About 33 percent of the at-home group did not complete the program compared to 19 percent of the clinic group.

Acierno said participants who dropped out reported difficulties such as feeling worried about losing control during exposures, the feeling they couldn’t tolerate assignments to go out in public and that imagined exposures made them feel bad.

Acierno said he and his collaborator Dr. Melba Hernandez-Tejada are exploring the idea of pairing peers who have been through prolonged exposure therapy and no longer meet criteria for PTSD with veterans currently receiving the treatment via telehealth to help them through the difficult parts of the therapy.

Acierno said the Charleston VA currently offers the home-based therapy to patients.

“We have had tremendous response combining home telehealth with peer support during exposure, which is new,” Acierno said, adding that in the past peers were involved only to encourage people to get into treatment, not actually helping to perform the treatment.

Peter Kane, a psychologist at the University of Wisconsin in Madison said the study was able to show that, at least in the VA health system, effective PTSD treatments can be successfully delivered in multiple ways.

“Patients with PTSD could be treated effectively in the clinic or by using home based telehealth,” Kane said.

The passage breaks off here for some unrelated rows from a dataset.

use crate::id::ResourceId;
use crate::model::{Model, Record};
use crate::resource::{ResourceRef, ResourceType};

/// A target record together with its validated ancestors.
///
/// Each node's foreign key to the next node's type equals that node's id.
#[derive(Debug, Clone, PartialEq, Eq)]
pub struct ResolvedChain {
    target: Record,
    /// Nearest ancestor first.
    ancestors: Vec<Record>,
}

impl ResolvedChain {
    pub fn new(target: Record, ancestors: Vec<Record>) -> Self {
        Self { target, ancestors }
    }

    pub fn target(&self) -> &Record {
        &self.target
    }

    pub fn target_ref(&self) -> ResourceRef {
        ResourceRef::new(self.target.resource_type(), self.target.id())
    }

    pub fn ancestors(&self) -> &[Record] {
        &self.ancestors
    }

    /// Target first, then ancestors up to the root.
    pub fn iter(&self) -> impl Iterator<Item = &Record> {
        std::iter::once(&self.target).chain(self.ancestors.iter())
    }

    pub fn get(&self, ty: ResourceType) -> Option<&Record> {
        self.iter().find(|record| record.resource_type() == ty)
    }

    pub fn id_of(&self, ty: ResourceType) -> Option<ResourceId> {
        self.get(ty).map(Record::id)
    }

    /// Typed view of the node of type `M`, if the chain contains one.
    pub fn find<M: Model>(&self) -> Option<&M> {
        self.get(M::RESOURCE_TYPE).and_then(M::from_record_ref)
    }

    /// Typed view of the target.
    pub fn target_as<M: Model>(&self) -> Option<&M> {
        M::from_record_ref(&self.target)
    }

    /// Tenant owning this chain: the id of its institution node.
    pub fn institution_id(&self) -> Option<ResourceId> {
        self.id_of(ResourceType::Institution)
    }

    pub fn len(&self) -> usize {
        self.ancestors.len() + 1
    }

    pub fn is_empty(&self) -> bool {
        false
    }
}

#[cfg(test)]
mod tests {
    use super::*;
    use crate::model::{Evaluation, Institution, NewEvaluation, NewInstitution, NewRecord};
    use time::OffsetDateTime;

    fn chain() -> ResolvedChain {
        let now = OffsetDateTime::now_utc();
        let institution = NewRecord::from(NewInstitution {
            name: "Acme".into(),
            description: None,
        })
        .into_record(ResourceId::new(3), now);
        let evaluation = NewRecord::from(NewEvaluation {
            institution_id: ResourceId::new(3),
            name: "Midterm".into(),
            description: None,
            is_active: true,
            access_code: Some("ABCD1234".into()),
        })
        .into_record(ResourceId::new(8), now);
        ResolvedChain::new(evaluation, vec![institution])
    }

    #[test]
    fn exposes_target_and_ancestors() {
        let chain = chain();
        assert_eq!(chain.len(), 2);
        assert_eq!(chain.target().resource_type(), ResourceType::Evaluation);
        assert_eq!(chain.institution_id(), Some(ResourceId::new(3)));
        assert_eq!(chain.target_ref().to_string(), "Evaluation/8");
    }

    #[test]
    fn typed_lookup() {
        let chain = chain();
        assert_eq!(chain.find::<Institution>().map(|i| i.name.as_str()), Some("Acme"));
        assert_eq!(chain.target_as::<Evaluation>().map(|e| e.id), Some(ResourceId::new(8)));
        assert!(chain.find::<crate::model::Answer>().is_none());
    }
}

The findings are especially important given the common barriers that make it harder for those who need these services to access them, he noted.

“Studies such as this one may change how mental health services are delivered in general, not just for PTSD or within the VA system,” Kane said. “It may be the case at some point in the future that mental health clinics may offer home based telehealth as an alternative to traditionally clinic-based care.”